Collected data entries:

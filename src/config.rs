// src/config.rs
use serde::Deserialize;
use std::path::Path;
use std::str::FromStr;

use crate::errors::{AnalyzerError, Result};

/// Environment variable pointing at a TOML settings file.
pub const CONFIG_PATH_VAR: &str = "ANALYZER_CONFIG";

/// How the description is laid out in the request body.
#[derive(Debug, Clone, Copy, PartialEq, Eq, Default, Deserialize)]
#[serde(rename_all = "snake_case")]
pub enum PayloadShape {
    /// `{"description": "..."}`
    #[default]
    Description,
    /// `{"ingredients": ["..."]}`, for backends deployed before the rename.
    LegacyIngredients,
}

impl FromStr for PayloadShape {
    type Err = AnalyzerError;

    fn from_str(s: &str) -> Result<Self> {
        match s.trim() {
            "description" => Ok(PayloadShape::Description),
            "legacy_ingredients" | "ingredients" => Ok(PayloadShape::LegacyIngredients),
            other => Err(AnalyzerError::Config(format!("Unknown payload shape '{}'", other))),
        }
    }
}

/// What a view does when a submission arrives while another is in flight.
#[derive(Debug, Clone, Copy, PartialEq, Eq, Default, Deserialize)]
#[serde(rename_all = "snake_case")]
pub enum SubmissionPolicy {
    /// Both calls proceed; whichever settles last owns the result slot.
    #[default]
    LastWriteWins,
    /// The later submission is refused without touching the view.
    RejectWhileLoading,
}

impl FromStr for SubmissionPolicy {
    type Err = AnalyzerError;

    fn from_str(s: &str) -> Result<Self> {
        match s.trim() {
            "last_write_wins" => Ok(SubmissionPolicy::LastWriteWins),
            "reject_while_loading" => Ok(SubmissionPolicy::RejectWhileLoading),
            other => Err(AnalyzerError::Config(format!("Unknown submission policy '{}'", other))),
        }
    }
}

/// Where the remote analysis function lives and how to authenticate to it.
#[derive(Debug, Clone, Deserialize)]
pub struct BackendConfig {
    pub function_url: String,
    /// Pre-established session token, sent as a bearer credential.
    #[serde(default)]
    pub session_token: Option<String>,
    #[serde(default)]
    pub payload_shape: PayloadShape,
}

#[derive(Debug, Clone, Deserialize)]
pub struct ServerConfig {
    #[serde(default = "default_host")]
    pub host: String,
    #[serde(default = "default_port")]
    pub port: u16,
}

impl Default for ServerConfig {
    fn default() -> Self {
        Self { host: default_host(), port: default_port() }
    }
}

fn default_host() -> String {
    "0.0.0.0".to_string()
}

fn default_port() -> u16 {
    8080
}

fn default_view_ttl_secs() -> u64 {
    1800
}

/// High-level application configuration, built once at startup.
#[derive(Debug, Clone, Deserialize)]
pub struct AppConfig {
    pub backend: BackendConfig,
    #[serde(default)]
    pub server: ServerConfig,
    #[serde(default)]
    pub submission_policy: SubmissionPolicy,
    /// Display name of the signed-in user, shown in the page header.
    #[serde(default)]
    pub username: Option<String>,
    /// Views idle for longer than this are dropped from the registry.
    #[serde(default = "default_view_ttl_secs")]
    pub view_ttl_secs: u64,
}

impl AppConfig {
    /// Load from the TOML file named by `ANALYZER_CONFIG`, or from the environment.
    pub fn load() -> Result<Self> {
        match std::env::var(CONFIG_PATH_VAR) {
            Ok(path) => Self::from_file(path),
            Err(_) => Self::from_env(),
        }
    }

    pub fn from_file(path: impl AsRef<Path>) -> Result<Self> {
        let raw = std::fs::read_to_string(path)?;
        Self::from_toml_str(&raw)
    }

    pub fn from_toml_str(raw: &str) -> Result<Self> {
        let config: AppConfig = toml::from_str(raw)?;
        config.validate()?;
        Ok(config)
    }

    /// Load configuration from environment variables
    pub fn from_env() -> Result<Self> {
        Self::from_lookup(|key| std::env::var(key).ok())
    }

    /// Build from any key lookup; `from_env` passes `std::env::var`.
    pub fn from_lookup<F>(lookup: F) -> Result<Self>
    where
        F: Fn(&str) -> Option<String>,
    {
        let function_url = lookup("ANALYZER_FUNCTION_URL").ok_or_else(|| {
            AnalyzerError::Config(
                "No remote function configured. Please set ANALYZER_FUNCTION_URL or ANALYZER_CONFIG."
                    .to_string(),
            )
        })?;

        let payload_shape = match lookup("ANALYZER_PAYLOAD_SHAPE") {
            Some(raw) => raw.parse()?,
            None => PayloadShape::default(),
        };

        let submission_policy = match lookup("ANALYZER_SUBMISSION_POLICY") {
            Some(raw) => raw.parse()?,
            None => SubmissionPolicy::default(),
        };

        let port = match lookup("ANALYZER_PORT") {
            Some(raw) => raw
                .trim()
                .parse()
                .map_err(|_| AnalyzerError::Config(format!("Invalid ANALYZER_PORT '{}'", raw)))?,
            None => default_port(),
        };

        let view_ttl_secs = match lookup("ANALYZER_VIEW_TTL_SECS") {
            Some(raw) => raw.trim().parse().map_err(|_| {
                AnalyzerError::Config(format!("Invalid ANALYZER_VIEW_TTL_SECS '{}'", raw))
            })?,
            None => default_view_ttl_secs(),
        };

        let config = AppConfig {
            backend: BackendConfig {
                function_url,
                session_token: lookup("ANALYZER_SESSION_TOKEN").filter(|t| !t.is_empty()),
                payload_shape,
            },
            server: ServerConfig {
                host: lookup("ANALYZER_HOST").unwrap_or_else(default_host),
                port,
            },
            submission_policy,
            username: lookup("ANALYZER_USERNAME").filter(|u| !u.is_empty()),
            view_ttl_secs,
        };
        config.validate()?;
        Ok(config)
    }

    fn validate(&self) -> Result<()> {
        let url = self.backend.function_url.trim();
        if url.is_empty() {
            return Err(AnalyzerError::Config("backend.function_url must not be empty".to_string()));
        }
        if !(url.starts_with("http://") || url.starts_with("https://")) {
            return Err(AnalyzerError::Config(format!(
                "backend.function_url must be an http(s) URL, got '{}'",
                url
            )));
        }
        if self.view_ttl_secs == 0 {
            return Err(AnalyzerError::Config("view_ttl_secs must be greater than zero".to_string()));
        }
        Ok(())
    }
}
---
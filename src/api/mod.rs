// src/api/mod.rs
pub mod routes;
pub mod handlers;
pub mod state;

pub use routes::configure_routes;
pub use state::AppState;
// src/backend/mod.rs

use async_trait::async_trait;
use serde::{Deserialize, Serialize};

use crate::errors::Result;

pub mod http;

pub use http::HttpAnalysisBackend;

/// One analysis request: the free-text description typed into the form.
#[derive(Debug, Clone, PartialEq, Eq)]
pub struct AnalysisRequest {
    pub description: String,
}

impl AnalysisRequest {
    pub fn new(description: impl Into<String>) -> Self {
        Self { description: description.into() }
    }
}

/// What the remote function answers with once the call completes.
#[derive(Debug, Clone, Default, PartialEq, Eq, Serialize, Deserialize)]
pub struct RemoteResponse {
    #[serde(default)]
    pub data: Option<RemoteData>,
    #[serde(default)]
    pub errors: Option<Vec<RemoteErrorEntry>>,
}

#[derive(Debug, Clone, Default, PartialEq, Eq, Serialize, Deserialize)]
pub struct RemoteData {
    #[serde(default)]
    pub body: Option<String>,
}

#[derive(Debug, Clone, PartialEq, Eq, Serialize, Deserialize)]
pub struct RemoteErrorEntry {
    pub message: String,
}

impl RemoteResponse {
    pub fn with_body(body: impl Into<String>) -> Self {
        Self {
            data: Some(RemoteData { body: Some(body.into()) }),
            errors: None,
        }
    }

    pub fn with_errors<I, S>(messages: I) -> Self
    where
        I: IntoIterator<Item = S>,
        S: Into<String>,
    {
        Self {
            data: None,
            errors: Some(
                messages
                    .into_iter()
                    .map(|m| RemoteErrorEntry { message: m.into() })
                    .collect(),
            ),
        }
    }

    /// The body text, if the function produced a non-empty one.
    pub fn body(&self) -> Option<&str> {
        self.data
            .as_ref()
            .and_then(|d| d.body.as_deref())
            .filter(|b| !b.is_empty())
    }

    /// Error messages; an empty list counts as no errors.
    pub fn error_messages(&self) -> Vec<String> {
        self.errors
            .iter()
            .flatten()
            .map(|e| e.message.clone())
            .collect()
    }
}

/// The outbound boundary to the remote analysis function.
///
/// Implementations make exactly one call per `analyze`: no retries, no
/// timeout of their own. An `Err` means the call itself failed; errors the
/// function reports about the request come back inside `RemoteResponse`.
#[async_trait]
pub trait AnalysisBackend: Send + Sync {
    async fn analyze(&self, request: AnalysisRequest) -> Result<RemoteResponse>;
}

Work to complete: Read through the entries and copy every line that includes "crate".

Solution for this problem:
use crate::errors::{AnalyzerError, Result};
use crate::errors::Result;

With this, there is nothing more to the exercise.